Friday, January 30, 2009

Back to the Future.

Men who have lived in wars are branded by them.

In 1884 Oliver Wendell Holmes, Jr., a Civil War veteran and great Supreme Court Justice, gave a Memorial Day speech and said, in part, "...Through our great good fortune, in our youth our hearts were touched with fire. It was given to us to learn at the outset that life is a profound and passionate thing..." *

My war was Vietnam, a controversial one. It is fashionable among the fashionables to condemn that war, as if any war is pure good. But some things are worth fighting for, if we are to be morally solvent.

The late John Updike wrote this about the war in Vietman in 1966, after the full-scale American intervention was underway. It has something to say to us today, too, about surrendering to a world run by terrorists.

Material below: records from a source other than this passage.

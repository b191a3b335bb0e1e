//! Selector Policy
//!
//! Which elements get click tracking and which get auto-dismissed. In the
//! browser the selectors go straight to `querySelectorAll`/`closest`; natively
//! `SelectorList` matches them against `ElementView`s, which only supports the
//! simple forms the policy uses (`tag`, `.class`, `tag.class`, `*`).

use crate::element::ElementView;
use crate::error::SelectorError;

pub const DEFAULT_TRACKED_SELECTORS: &[&str] = &[
    ".btn",
    ".btn-merlo",
    ".btn-pricing",
    ".nav-link",
    ".navbar-brand",
    ".whatsapp-float",
    "a",
    "button",
];

pub const DEFAULT_BANNER_SELECTOR: &str = ".alert";

#[derive(Debug, Clone, PartialEq, Eq)]
pub struct SimpleSelector {
    /// `None` matches any tag.
    tag: Option<String>,
    classes: Vec<String>,
}

impl SimpleSelector {
    pub fn parse(input: &str) -> Result<Self, SelectorError> {
        let input = input.trim();
        if input.is_empty() {
            return Err(SelectorError::Empty);
        }

        let is_ident = |s: &str| {
            !s.is_empty()
                && s
                    .chars()
                    .all(|c| c.is_ascii_alphanumeric() || c == '-' || c == '_')
        };

        let mut parts = input.split('.');
        let head = parts.next().unwrap_or_default();
        let tag = match head {
            "" | "*" => None,
            t if is_ident(t) => Some(t.to_ascii_lowercase()),
            _ => return Err(SelectorError::Unsupported(input.to_string())),
        };

        let mut classes = Vec::new();
        for class in parts {
            if !is_ident(class) {
                return Err(SelectorError::Unsupported(input.to_string()));
            }
            classes.push(class.to_string());
        }

        Ok(Self { tag, classes })
    }

    pub fn matches(&self, element: &impl ElementView) -> bool {
        if let Some(tag) = &self.tag {
            if element.tag_name() != *tag {
                return false;
            }
        }
        self.classes.iter().all(|c| element.has_class(c))
    }
}

/// A compiled selector group, equivalent to a comma-joined CSS selector.
#[derive(Debug, Clone)]
pub struct SelectorList {
    sources: Vec<String>,
    compiled: Vec<SimpleSelector>,
}

impl SelectorList {
    pub fn parse<S: AsRef<str>>(selectors: &[S]) -> Result<Self, SelectorError> {
        if selectors.is_empty() {
            return Err(SelectorError::Empty);
        }

        let mut sources = Vec::with_capacity(selectors.len());
        let mut compiled = Vec::with_capacity(selectors.len());
        for selector in selectors {
            let selector = selector.as_ref();
            compiled.push(SimpleSelector::parse(selector)?);
            sources.push(selector.trim().to_string());
        }
        Ok(Self { sources, compiled })
    }

    pub fn tracked_defaults() -> Self {
        // Defaults are simple selectors and always compile.
        Self {
            sources: DEFAULT_TRACKED_SELECTORS
                .iter()
                .map(|s| s.to_string())
                .collect(),
            compiled: DEFAULT_TRACKED_SELECTORS
                .iter()
                .filter_map(|s| SimpleSelector::parse(s).ok())
                .collect(),
        }
    }

    pub fn matches(&self, element: &impl ElementView) -> bool {
        self.compiled.iter().any(|s| s.matches(element))
    }

    /// The selector group as one CSS string, for DOM queries.
    pub fn to_css(&self) -> String {
        self.sources.join(", ")
    }
}

/// Joins selectors into a CSS selector group without validating them.
pub fn join_css<S: AsRef<str>>(selectors: &[S]) -> String {
    selectors
        .iter()
        .map(|s| s.as_ref().trim())
        .filter(|s| !s.is_empty())
        .collect::<Vec<_>>()
        .join(", ")
}

#[cfg(test)]
mod tests {
    use super::*;
    use crate::element::ElementSnapshot;

    #[test]
    fn test_default_policy() {
        let list = SelectorList::tracked_defaults();

        assert!(list.matches(&ElementSnapshot::new("a")));
        assert!(list.matches(&ElementSnapshot::new("BUTTON")));
        assert!(list.matches(&ElementSnapshot::new("div").with_class("whatsapp-float")));
        assert!(list.matches(&ElementSnapshot::new("span").with_class("btn-pricing")));
        assert!(!list.matches(&ElementSnapshot::new("div").with_class("card")));
        assert!(!list.matches(&ElementSnapshot::new("input")));
    }

    #[test]
    fn test_css_rendering() {
        let list = SelectorList::tracked_defaults();
        assert_eq!(
            list.to_css(),
            ".btn, .btn-merlo, .btn-pricing, .nav-link, .navbar-brand, .whatsapp-float, a, button"
        );
        assert_eq!(join_css(&["a", " ", ".x "]), "a, .x");
    }

    #[test]
    fn test_compound_selector() {
        let sel = SimpleSelector::parse("a.btn.primary").unwrap();
        assert!(sel.matches(&ElementSnapshot::new("a").with_class("btn").with_class("primary")));
        assert!(!sel.matches(&ElementSnapshot::new("a").with_class("btn")));
        assert!(!sel.matches(&ElementSnapshot::new("button").with_class("btn").with_class("primary")));
    }

    #[test]
    fn test_wildcard() {
        let sel = SimpleSelector::parse("*").unwrap();
        assert!(sel.matches(&ElementSnapshot::new("section")));
    }

    #[test]
    fn test_unsupported_syntax() {
        for input in ["nav > a", "#logo", "a[href]", "a:hover", ".", "a..b"] {
            assert!(
                matches!(SimpleSelector::parse(input), Err(SelectorError::Unsupported(_))),
                "expected {input} to be rejected"
            );
        }
        assert_eq!(SimpleSelector::parse("  "), Err(SelectorError::Empty));
        assert!(SelectorList::parse::<&str>(&[]).is_err());
    }
}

“...Like most Americans I am uncomfortable about our military adventure in South Vietnam; but in honesty I wonder how much of the discomfort has to do with its high cost, in lives and money, and how much with its moral legitimacy. I do not believe that the Vietcong and Ho Chi Minh have a moral edge over us, nor do I believe that great powers can always avoid using their power.

"I am for our intervention if it does some good -- specifically, if it enables the people of South Vietnam to seek their own political future. It is absurd to suggest that a village in the grip of guerrillas has freely chosen, or that we owe it to history to bow before a wave of the future engineered by terrorists. The crying need is for genuine elections whereby the South Vietnamese can express their will. If their will is for Communism, we should pick up our chips and leave. Until such a will is expressed, and as long as no willingness to negotiate is shown by the other side, I do not see that we can abdicate our burdensome position in South Vietnam."